-- EXERCISE OBJECTIVE --
This task calls for copying every line in the data below that contains the word "text".

-- Stored items from a collection --
+++++

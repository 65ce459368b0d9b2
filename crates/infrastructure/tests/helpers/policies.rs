use memocache_infrastructure::{DefaultComparer, EvictionPolicy, LruPolicy};
use std::sync::atomic::{AtomicBool, Ordering};
use std::sync::Arc;

/// LRU policy that can be told to pretend it tracks nothing, which makes it
/// fall out of sync with the store on purpose.
pub struct ForgetfulPolicy {
    inner: LruPolicy<u32>,
    forgetting: Arc<AtomicBool>,
}

impl ForgetfulPolicy {
    pub fn new() -> (Self, Arc<AtomicBool>) {
        let forgetting = Arc::new(AtomicBool::new(false));
        let policy = Self {
            inner: LruPolicy::new(Arc::new(DefaultComparer)),
            forgetting: Arc::clone(&forgetting),
        };
        (policy, forgetting)
    }

    fn forgetting(&self) -> bool {
        self.forgetting.load(Ordering::SeqCst)
    }
}

impl EvictionPolicy<u32> for ForgetfulPolicy {
    fn record_add(&mut self, key: &u32) {
        if !self.forgetting() {
            self.inner.record_add(key);
        }
    }

    fn record_access(&mut self, key: &u32) {
        self.inner.record_access(key);
    }

    fn record_removal(&mut self, key: &u32) {
        self.inner.record_removal(key);
    }

    fn try_evict(&mut self) -> Option<u32> {
        if self.forgetting() {
            return None;
        }
        self.inner.try_evict()
    }

    fn len(&self) -> usize {
        self.inner.len()
    }

    fn tracked_keys(&self) -> Vec<u32> {
        self.inner.tracked_keys()
    }

    fn name(&self) -> &'static str {
        "forgetful"
    }
}

/// LRU policy that nominates `stale` as its first eviction victim, a key the
/// store never held, then behaves normally.
pub struct StaleVictimPolicy {
    inner: LruPolicy<u32>,
    stale: Option<u32>,
}

impl StaleVictimPolicy {
    pub fn new(stale: u32) -> Self {
        Self {
            inner: LruPolicy::new(Arc::new(DefaultComparer)),
            stale: Some(stale),
        }
    }
}

impl EvictionPolicy<u32> for StaleVictimPolicy {
    fn record_add(&mut self, key: &u32) {
        self.inner.record_add(key);
    }

    fn record_access(&mut self, key: &u32) {
        self.inner.record_access(key);
    }

    fn record_removal(&mut self, key: &u32) {
        self.inner.record_removal(key);
    }

    fn try_evict(&mut self) -> Option<u32> {
        self.stale.take().or_else(|| self.inner.try_evict())
    }

    fn len(&self) -> usize {
        self.inner.len()
    }

    fn tracked_keys(&self) -> Vec<u32> {
        self.inner.tracked_keys()
    }

    fn name(&self) -> &'static str {
        "stale-victim"
    }
}
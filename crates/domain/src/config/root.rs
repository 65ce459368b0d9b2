use serde::{Deserialize, Serialize};

use super::cache::CacheConfig;
use super::errors::ConfigError;
use super::fetch::FetchConfig;
use super::logging::LoggingConfig;

const LOCAL_CONFIG_PATH: &str = "memocache.toml";
const SYSTEM_CONFIG_PATH: &str = "/etc/memocache/config.toml";

/// Main configuration structure for memocache
#[derive(Debug, Clone, Deserialize, Serialize, Default)]
pub struct Config {
    /// Bounded cache settings
    #[serde(default)]
    pub cache: CacheConfig,

    /// Remote source settings
    #[serde(default)]
    pub fetch: FetchConfig,

    /// Logging configuration
    #[serde(default)]
    pub logging: LoggingConfig,
}

impl Config {
    /// Load configuration from file or use defaults
    ///
    /// Priority order:
    /// 1. Explicitly provided path
    /// 2. memocache.toml in current directory
    /// 3. /etc/memocache/config.toml
    /// 4. Default configuration
    ///
    /// Command-line overrides are applied last, then the result is validated.
    pub fn load(path: Option<&str>, cli_overrides: CliOverrides) -> Result<Self, ConfigError> {
        let mut config = if let Some(path) = path {
            Self::from_file(path)?
        } else if std::path::Path::new(LOCAL_CONFIG_PATH).exists() {
            Self::from_file(LOCAL_CONFIG_PATH)?
        } else if std::path::Path::new(SYSTEM_CONFIG_PATH).exists() {
            Self::from_file(SYSTEM_CONFIG_PATH)?
        } else {
            Self::default()
        };

        config.apply_cli_overrides(cli_overrides);
        config.validate()?;
        Ok(config)
    }

    /// Load configuration from a specific file
    pub fn from_file(path: &str) -> Result<Self, ConfigError> {
        let contents = std::fs::read_to_string(path)
            .map_err(|e| ConfigError::FileRead(path.to_string(), e.to_string()))?;
        Self::from_toml_str(&contents)
    }

    pub fn from_toml_str(contents: &str) -> Result<Self, ConfigError> {
        toml::from_str(contents).map_err(|e| ConfigError::Parse(e.to_string()))
    }

    fn apply_cli_overrides(&mut self, overrides: CliOverrides) {
        if let Some(capacity) = overrides.capacity {
            self.cache.capacity = capacity;
        }
        if overrides.case_insensitive_keys {
            self.cache.case_insensitive_keys = true;
        }
        if let Some(latency) = overrides.latency_ms {
            self.fetch.latency_ms = latency;
        }
        if let Some(level) = overrides.log_level {
            self.logging.level = level;
        }
        if let Some(format) = overrides.log_format {
            self.logging.format = format;
        }
    }

    /// Validate configuration
    pub fn validate(&self) -> Result<(), ConfigError> {
        if self.cache.capacity == 0 {
            return Err(ConfigError::Validation(
                "Cache capacity must be greater than 0".to_string(),
            ));
        }

        match self.logging.format.as_str() {
            "text" | "json" => {}
            other => {
                return Err(ConfigError::Validation(format!(
                    "Unknown log format '{}' (expected 'text' or 'json')",
                    other
                )))
            }
        }

        Ok(())
    }
}

/// Command-line overrides for configuration
#[derive(Debug, Default)]
pub struct CliOverrides {
    pub capacity: Option<usize>,
    pub case_insensitive_keys: bool,
    pub latency_ms: Option<u64>,
    pub log_level: Option<String>,
    pub log_format: Option<String>,
}
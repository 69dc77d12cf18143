use std::fs;
use std::path::{Path, PathBuf};

use clap::{Parser, Subcommand};
use colored::Colorize;

#[derive(Parser)]
#[command(name = "vellum")]
#[command(about = "Translates CloudFormation templates into typed Go source", long_about = None)]
struct Cli {
    #[command(subcommand)]
    command: Commands,
}

#[derive(Subcommand)]
enum Commands {
    /// Import a CloudFormation template and emit typed Go source files
    Import {
        /// Path to the template (JSON or YAML)
        template_path: PathBuf,

        /// Directory to write the generated files into
        #[arg(long, default_value = ".")]
        out: PathBuf,

        /// Override the inferred Go package name
        #[arg(long)]
        package: Option<String>,
    },
}

fn main() {
    let cli = Cli::parse();

    let result = match cli.command {
        Commands::Import {
            template_path,
            out,
            package,
        } => run_import(&template_path, &out, package.as_deref()),
    };

    if let Err(e) = result {
        eprintln!("{} {}", "Error:".red().bold(), e);
        std::process::exit(1);
    }
}

fn run_import(template_path: &Path, out: &Path, package: Option<&str>) -> Result<(), String> {
    let bytes = fs::read(template_path)
        .map_err(|e| format!("failed to read {}: {}", template_path.display(), e))?;

    let source_name = template_path
        .file_name()
        .map(|n| n.to_string_lossy().into_owned())
        .unwrap_or_else(|| template_path.display().to_string());

    let template = vellum_core::parser::parse(&bytes, &source_name).map_err(|e| e.to_string())?;

    let package_name = package
        .map(str::to_string)
        .unwrap_or_else(|| vellum_core::codegen::naming::package_name(&source_name));

    let (files, diagnostics) = vellum_core::codegen::generate_code(&template, &package_name);

    for (relative_path, source) in &files {
        let target = out.join(relative_path);
        if let Some(parent) = target.parent() {
            fs::create_dir_all(parent)
                .map_err(|e| format!("failed to create {}: {}", parent.display(), e))?;
        }
        fs::write(&target, source)
            .map_err(|e| format!("failed to write {}: {}", target.display(), e))?;
        println!("  {} {}", "wrote".green(), target.display());
    }

    if !diagnostics.is_empty() {
        eprintln!();
        for diag in &diagnostics {
            eprintln!("  {} {}", "warning:".yellow().bold(), diag);
        }
    }

    println!(
        "\n{}",
        format!("Generated {} file(s) in {}.", files.len(), out.display())
            .green()
            .bold()
    );

    Ok(())
}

+++++

-- RESPONSE FOR THIS EXERCISE --
            "text" | "json" => {}
                    "Unknown log format '{}' (expected 'text' or 'json')",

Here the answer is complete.